351 So. 2d 759 (1977)

George WHITESIDE and Nationwide Mutual Insurance Company, Petitioners,
v.
Joann JOHNSON and Joseph R. Johnson, Respondents.

No. 77-1315.

District Court of Appeal of Florida, Second District.

November 9, 1977.

*760 William E. Partridge of Dart, Dickinson, O'Riorden, Gibbons & Quale, P.A., Sarasota, for petitioners.

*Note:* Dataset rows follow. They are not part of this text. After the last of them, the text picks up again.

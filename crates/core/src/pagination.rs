//! Page arithmetic for paginated listings.
//!
//! Listing endpoints are always paginated: callers that omit `page`/`limit`
//! get the first page with the default size. Out-of-range values are
//! normalised rather than rejected.

use serde::Serialize;

/// Page number used when the caller omits `page`.
pub const DEFAULT_PAGE: i64 = 1;

/// Page size used when the caller omits `limit` or passes a non-positive one.
pub const DEFAULT_LIMIT: i64 = 10;

/// Upper bound on the page size.
pub const MAX_LIMIT: i64 = 100;

/// A normalised page request (1-based `page`, `limit` in `1..=MAX_LIMIT`).
#[derive(Debug, Clone, Copy, PartialEq, Eq)]
pub struct PageRequest {
    pub page: i64,
    pub limit: i64,
}

impl PageRequest {
    /// Build a page request from optional raw query values.
    pub fn new(page: Option<i64>, limit: Option<i64>) -> Self {
        let page = page.filter(|p| *p >= 1).unwrap_or(DEFAULT_PAGE);
        let limit = limit
            .filter(|l| *l >= 1)
            .unwrap_or(DEFAULT_LIMIT)
            .min(MAX_LIMIT);
        Self { page, limit }
    }

    /// Number of rows to skip before this page starts.
    pub fn offset(&self) -> i64 {
        (self.page - 1).saturating_mul(self.limit)
    }
}

impl Default for PageRequest {
    fn default() -> Self {
        Self::new(None, None)
    }
}

/// Pagination metadata returned next to a page of results.
#[derive(Debug, Clone, Copy, PartialEq, Eq, Serialize)]
#[serde(rename_all = "camelCase")]
pub struct PageMeta {
    pub total: i64,
    pub page: i64,
    pub limit: i64,
    pub total_pages: i64,
    pub has_next_page: bool,
    pub has_prev_page: bool,
}

impl PageMeta {
    /// Compute metadata for `request` given the total number of matches.
    pub fn new(total: i64, request: PageRequest) -> Self {
        let total_pages = (total + request.limit - 1) / request.limit;
        Self {
            total,
            page: request.page,
            limit: request.limit,
            total_pages,
            has_next_page: request.page < total_pages,
            has_prev_page: request.page > 1,
        }
    }
}

#[cfg(test)]
mod tests {
    use super::*;

    #[test]
    fn defaults_when_absent() {
        let req = PageRequest::new(None, None);
        assert_eq!(req, PageRequest { page: 1, limit: 10 });
        assert_eq!(req.offset(), 0);
    }

    #[test]
    fn non_positive_values_fall_back_to_defaults() {
        let req = PageRequest::new(Some(0), Some(-5));
        assert_eq!(req, PageRequest { page: 1, limit: 10 });
    }

    #[test]
    fn limit_is_capped() {
        let req = PageRequest::new(Some(2), Some(10_000));
        assert_eq!(req.limit, MAX_LIMIT);
        assert_eq!(req.offset(), MAX_LIMIT);
    }

    #[test]
    fn offset_skips_previous_pages() {
        assert_eq!(PageRequest::new(Some(3), Some(7)).offset(), 14);
    }

    #[test]
    fn total_pages_rounds_up() {
        let meta = PageMeta::new(21, PageRequest::new(Some(1), Some(10)));
        assert_eq!(meta.total_pages, 3);
        assert!(meta.has_next_page);
        assert!(!meta.has_prev_page);
    }

    #[test]
    fn exact_multiple_has_no_extra_page() {
        let meta = PageMeta::new(20, PageRequest::new(Some(2), Some(10)));
        assert_eq!(meta.total_pages, 2);
        assert!(!meta.has_next_page);
        assert!(meta.has_prev_page);
    }

    #[test]
    fn empty_result_has_zero_pages() {
        let meta = PageMeta::new(0, PageRequest::default());
        assert_eq!(meta.total_pages, 0);
        assert!(!meta.has_next_page);
        assert!(!meta.has_prev_page);
    }

    #[test]
    fn page_past_the_end_keeps_requested_number() {
        let meta = PageMeta::new(5, PageRequest::new(Some(4), Some(2)));
        assert_eq!(meta.page, 4);
        assert_eq!(meta.total_pages, 3);
        assert!(!meta.has_next_page);
        assert!(meta.has_prev_page);
    }

    #[test]
    fn serializes_camel_case() {
        let meta = PageMeta::new(11, PageRequest::new(Some(1), Some(5)));
        let json = serde_json::to_value(meta).unwrap();
        assert_eq!(json["total"], 11);
        assert_eq!(json["totalPages"], 3);
        assert_eq!(json["hasNextPage"], true);
        assert_eq!(json["hasPrevPage"], false);
    }
}
pub mod category;
pub mod gallery;
pub mod health;

use axum::Router;

use crate::state::AppState;

/// Build the `/api` route tree.
///
/// ```text
/// /categories         list, create
/// /categories/{id}    get, update, delete
///
/// /gallery            list (paginated), create
/// /gallery/{id}       get, update, delete
/// ```
pub fn api_routes() -> Router<AppState> {
    Router::new()
        .nest("/categories", category::router())
        .nest("/gallery", gallery::router())
}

Michael R. Karp of Wood, Whitesell & Karp, P.A., Sarasota, for respondents.

PER CURIAM.

Petitioners herein make a rather persuasive argument for the proposition that the trial court erroneously denied their motion to dismiss respondents' complaint on the ground that it is barred by the statute of limitations. However, we decline to issue our discretionary common law writ of certiorari because there is a full, adequate and complete remedy available to petitioners by appeal after final judgment, should a final judgment adverse to petitioners ultimately be entered herein. Robinson v. Klein, 350 So. 2d 124 (Fla.2d DCA 1977); Employers Fire Insurance Company v. Blanchard, 234 So. 2d 381 (Fla.2d DCA 1970); Gulf Cities Gas Corporation v. Cihak, 201 So. 2d 250 (Fla.2d DCA 1967). See generally, Haddad, The Common Law Writ of Certiorari in Florida, 29 U.Fla.L.Rev. 207 (1977) and the cases cited therein. Certiorari is not designed to serve as a writ of expediency and should not be granted merely to relieve the petitioners seeking the writ from the expense and inconvenience of a trial. State v. Morey, 339 So. 2d 1139 (Fla. App. 1976); Wright v. Sterling Drugs, Inc., 287 So. 2d 376 (Fla.2d DCA 1973).

Accordingly, the petition for writ of certiorari is denied without prejudice to the right of petitioners to seek review of the matters contained therein by way of appeal from final judgment.

HOBSON, Acting C.J., and GRIMES and RYDER, JJ., concur.